■ **PROBLEM DETAILS**:
The answer must be every line below that holds the word "next".

--- EXERCISE DATA ---

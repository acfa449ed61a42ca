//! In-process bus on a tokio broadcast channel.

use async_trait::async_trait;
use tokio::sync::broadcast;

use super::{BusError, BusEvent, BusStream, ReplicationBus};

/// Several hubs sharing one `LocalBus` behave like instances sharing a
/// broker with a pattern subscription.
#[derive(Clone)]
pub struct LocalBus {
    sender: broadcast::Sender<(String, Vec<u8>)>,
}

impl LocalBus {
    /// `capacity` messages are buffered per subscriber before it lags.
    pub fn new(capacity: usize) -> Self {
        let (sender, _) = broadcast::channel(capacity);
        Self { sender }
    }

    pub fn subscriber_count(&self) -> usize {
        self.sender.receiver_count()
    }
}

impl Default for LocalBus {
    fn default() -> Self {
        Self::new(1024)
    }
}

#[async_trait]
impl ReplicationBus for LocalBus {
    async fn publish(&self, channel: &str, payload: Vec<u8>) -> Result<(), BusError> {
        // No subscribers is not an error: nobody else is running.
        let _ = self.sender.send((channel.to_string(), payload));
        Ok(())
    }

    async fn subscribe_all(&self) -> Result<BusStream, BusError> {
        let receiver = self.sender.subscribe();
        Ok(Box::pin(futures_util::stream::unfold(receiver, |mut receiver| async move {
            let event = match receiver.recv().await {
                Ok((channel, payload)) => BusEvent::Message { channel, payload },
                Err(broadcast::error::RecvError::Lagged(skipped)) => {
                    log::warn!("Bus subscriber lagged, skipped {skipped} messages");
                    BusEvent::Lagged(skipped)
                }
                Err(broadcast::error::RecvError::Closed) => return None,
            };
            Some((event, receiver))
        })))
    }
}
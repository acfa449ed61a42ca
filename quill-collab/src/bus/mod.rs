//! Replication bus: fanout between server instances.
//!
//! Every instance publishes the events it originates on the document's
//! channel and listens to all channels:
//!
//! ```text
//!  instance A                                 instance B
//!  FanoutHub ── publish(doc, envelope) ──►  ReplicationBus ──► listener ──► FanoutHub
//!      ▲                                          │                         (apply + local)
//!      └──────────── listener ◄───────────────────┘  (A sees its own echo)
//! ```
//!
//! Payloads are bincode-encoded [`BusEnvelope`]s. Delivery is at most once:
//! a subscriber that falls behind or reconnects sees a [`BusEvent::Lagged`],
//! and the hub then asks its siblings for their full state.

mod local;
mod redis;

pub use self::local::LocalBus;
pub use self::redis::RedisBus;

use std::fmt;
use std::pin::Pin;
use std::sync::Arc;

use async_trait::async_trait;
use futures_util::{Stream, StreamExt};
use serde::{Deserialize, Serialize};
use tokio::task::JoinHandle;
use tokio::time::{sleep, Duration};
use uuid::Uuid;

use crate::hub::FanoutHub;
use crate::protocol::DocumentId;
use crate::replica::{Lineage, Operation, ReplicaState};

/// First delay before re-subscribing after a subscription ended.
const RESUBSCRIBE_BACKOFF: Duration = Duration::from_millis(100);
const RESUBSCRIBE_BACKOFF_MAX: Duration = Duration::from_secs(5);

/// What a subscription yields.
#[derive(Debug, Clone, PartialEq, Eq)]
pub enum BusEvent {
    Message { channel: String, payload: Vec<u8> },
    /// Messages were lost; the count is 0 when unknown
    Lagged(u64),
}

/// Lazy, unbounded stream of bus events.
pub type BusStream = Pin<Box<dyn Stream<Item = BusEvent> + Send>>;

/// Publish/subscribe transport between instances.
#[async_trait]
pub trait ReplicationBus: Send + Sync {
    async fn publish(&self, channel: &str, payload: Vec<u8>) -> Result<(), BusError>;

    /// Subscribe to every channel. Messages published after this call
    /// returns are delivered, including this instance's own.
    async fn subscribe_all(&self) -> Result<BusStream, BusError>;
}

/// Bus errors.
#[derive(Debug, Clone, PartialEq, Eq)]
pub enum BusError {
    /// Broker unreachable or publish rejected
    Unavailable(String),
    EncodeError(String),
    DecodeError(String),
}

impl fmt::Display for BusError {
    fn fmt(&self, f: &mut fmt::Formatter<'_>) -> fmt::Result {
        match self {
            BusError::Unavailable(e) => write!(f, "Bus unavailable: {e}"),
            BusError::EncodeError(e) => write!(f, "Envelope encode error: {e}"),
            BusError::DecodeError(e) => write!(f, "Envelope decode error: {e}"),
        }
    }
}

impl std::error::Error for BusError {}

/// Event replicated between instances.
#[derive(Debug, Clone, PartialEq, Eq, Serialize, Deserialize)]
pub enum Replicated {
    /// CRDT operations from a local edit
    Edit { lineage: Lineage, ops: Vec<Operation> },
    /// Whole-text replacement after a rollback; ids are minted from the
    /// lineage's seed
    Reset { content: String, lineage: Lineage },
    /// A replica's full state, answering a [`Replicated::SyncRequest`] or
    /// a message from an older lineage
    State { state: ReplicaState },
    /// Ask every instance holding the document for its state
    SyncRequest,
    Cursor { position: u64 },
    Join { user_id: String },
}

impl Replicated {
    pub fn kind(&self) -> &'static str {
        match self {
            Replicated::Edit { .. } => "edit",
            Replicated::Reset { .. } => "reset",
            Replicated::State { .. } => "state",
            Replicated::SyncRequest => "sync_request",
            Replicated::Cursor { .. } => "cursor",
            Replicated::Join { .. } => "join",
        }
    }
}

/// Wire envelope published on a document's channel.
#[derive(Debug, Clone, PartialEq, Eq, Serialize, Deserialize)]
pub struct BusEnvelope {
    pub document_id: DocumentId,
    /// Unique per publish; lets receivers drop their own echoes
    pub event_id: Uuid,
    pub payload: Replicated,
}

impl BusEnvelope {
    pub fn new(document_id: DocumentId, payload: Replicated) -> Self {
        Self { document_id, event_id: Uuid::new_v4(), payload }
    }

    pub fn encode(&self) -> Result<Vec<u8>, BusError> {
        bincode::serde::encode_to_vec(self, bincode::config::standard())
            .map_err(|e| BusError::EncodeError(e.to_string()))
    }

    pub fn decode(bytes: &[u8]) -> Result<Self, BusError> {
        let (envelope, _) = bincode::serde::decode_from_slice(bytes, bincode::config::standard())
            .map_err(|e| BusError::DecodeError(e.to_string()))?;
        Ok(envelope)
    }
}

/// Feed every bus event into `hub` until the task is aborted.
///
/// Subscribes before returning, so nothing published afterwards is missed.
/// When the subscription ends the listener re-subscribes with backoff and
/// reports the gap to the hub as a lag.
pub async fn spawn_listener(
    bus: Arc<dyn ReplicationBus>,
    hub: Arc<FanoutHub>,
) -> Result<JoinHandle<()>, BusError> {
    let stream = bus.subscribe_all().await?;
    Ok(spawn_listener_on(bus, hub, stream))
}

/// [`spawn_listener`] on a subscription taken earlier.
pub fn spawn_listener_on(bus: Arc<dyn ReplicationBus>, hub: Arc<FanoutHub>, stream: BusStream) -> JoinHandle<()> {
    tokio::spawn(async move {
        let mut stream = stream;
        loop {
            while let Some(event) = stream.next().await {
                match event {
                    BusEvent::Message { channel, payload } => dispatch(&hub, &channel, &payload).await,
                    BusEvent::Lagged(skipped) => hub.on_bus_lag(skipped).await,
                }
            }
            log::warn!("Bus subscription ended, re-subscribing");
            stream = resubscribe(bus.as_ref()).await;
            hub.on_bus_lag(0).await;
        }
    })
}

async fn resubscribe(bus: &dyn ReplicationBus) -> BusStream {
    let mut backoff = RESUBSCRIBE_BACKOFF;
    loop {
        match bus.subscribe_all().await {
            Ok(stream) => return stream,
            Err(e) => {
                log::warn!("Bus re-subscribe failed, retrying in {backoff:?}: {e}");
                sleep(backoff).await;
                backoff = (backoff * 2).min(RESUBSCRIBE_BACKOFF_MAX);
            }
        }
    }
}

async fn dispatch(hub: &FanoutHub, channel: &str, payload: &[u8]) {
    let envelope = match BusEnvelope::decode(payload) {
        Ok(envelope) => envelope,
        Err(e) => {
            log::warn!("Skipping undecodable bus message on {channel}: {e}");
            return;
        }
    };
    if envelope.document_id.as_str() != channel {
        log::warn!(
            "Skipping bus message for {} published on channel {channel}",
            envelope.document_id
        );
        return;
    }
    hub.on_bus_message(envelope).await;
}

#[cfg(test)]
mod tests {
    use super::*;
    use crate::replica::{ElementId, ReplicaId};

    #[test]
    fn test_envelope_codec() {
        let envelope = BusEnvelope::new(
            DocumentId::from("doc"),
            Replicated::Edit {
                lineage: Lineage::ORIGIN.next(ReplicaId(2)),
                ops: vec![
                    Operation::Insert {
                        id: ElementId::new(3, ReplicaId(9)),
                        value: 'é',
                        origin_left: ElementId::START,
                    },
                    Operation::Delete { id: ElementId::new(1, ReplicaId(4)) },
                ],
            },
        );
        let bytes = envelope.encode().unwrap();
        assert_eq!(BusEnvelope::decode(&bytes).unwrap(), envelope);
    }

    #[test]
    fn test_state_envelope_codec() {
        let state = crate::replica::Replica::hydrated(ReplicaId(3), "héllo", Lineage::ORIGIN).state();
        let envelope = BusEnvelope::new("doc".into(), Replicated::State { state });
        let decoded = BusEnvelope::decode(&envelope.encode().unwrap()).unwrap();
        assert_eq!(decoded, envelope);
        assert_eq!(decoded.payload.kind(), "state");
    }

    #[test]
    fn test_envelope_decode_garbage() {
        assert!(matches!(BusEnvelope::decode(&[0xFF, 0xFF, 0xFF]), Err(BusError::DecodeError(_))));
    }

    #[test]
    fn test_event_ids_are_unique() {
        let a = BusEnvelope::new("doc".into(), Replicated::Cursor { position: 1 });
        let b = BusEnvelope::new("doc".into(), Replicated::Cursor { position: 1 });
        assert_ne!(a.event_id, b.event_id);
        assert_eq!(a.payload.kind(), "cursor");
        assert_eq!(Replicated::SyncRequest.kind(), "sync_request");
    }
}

---

■ **EXERCISE ANSWER**:
            while let Some(event) = stream.next().await {
                lineage: Lineage::ORIGIN.next(ReplicaId(2)),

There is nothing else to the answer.